I've spent a lot of time looking for examples, and I can't find any commutative rings which have a finite number of idempotents other than a power of $2$. Intuitively, adjoining an extra idempotent $a$ always seems to double the number, as for every other idempotent $b$, $ab$ is a new idempotent. But there doesn't seem to be any way to turn this into a proof. I'm not sure whether it's even true.
I have managed to prove the characteristic $2$ case, as there the idempotents form a subring, and hence $\mathbb{Z}_2$-Algebra.

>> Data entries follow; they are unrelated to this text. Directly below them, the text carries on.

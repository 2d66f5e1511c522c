//! The LUKS2 JSON token shape: the boundary contract this engine's
//! integrators (a keyslot layer, a CLI) serialize to and from. Every
//! field name here is part of an on-disk format and must not be
//! renamed casually.

use serde::{Deserialize, Serialize};

fn is_false(b: &bool) -> bool {
    !*b
}

/// A `systemd-tpm2` LUKS2 token. Optional fields are only written when
/// present, matching the boundary contract's "optional" fields.
#[derive(Debug, Clone, Serialize, Deserialize, PartialEq, Eq)]
pub struct Tpm2Token {
    #[serde(rename = "type")]
    pub token_type: String,
    pub keyslots: Vec<String>,
    #[serde(rename = "tpm2-blob")]
    pub blob_base64: String,
    #[serde(rename = "tpm2-pcrs")]
    pub pcrs: Vec<u8>,
    #[serde(rename = "tpm2-policy-hash")]
    pub policy_hash_hex: String,
    #[serde(rename = "tpm2-pcr-bank", skip_serializing_if = "Option::is_none")]
    pub pcr_bank: Option<String>,
    #[serde(rename = "tpm2-primary-alg", skip_serializing_if = "Option::is_none")]
    pub primary_alg: Option<String>,
    #[serde(rename = "tpm2-pin", default, skip_serializing_if = "is_false")]
    pub pin: bool,
    #[serde(rename = "tpm2_pubkey_pcrs", skip_serializing_if = "Option::is_none")]
    pub pubkey_pcrs: Option<Vec<u8>>,
    #[serde(rename = "tpm2_pubkey", skip_serializing_if = "Option::is_none")]
    pub pubkey_base64: Option<String>,
    #[serde(rename = "tpm2_salt", skip_serializing_if = "Option::is_none")]
    pub salt_base64: Option<String>,
    #[serde(rename = "tpm2_srk", skip_serializing_if = "Option::is_none")]
    pub srk_base64: Option<String>,
}

pub const TOKEN_TYPE: &str = "systemd-tpm2";

impl Tpm2Token {
    pub fn to_json(&self) -> tpmseal_core::Result<String> {
        serde_json::to_string(self).map_err(tpmseal_core::Error::Serialization)
    }

    pub fn from_json(s: &str) -> tpmseal_core::Result<Self> {
        serde_json::from_str(s).map_err(tpmseal_core::Error::Serialization)
    }
}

But this doesn't seem to be any help for the other cases. I'm sorry I can't show more of an attempt, but this really has me stumped.
So are there commutative rings with a finite number of idempotents which don't have $2^n$ idempotents for some $n$?
I also don't know of any rings that have $k \ne 2^n$ idempotents in the noncommutative case, but I haven't investigated that much.
Best Answer
Let $(A,+,\cdot)$ be a commutative ring and let $E$ be its set of idempotents. Define a binary operation $\&$ on $E$ by
$$e_1 \& e_2 = e_1 + e_2 - 2e_1e_2.$$
Then (exercise!) $(E,\&,\cdot)$ is a well-defined commutative ring of characteristic $2$. If $E$ is finite, it follows that $\lvert E \rvert$ is a power of $2$.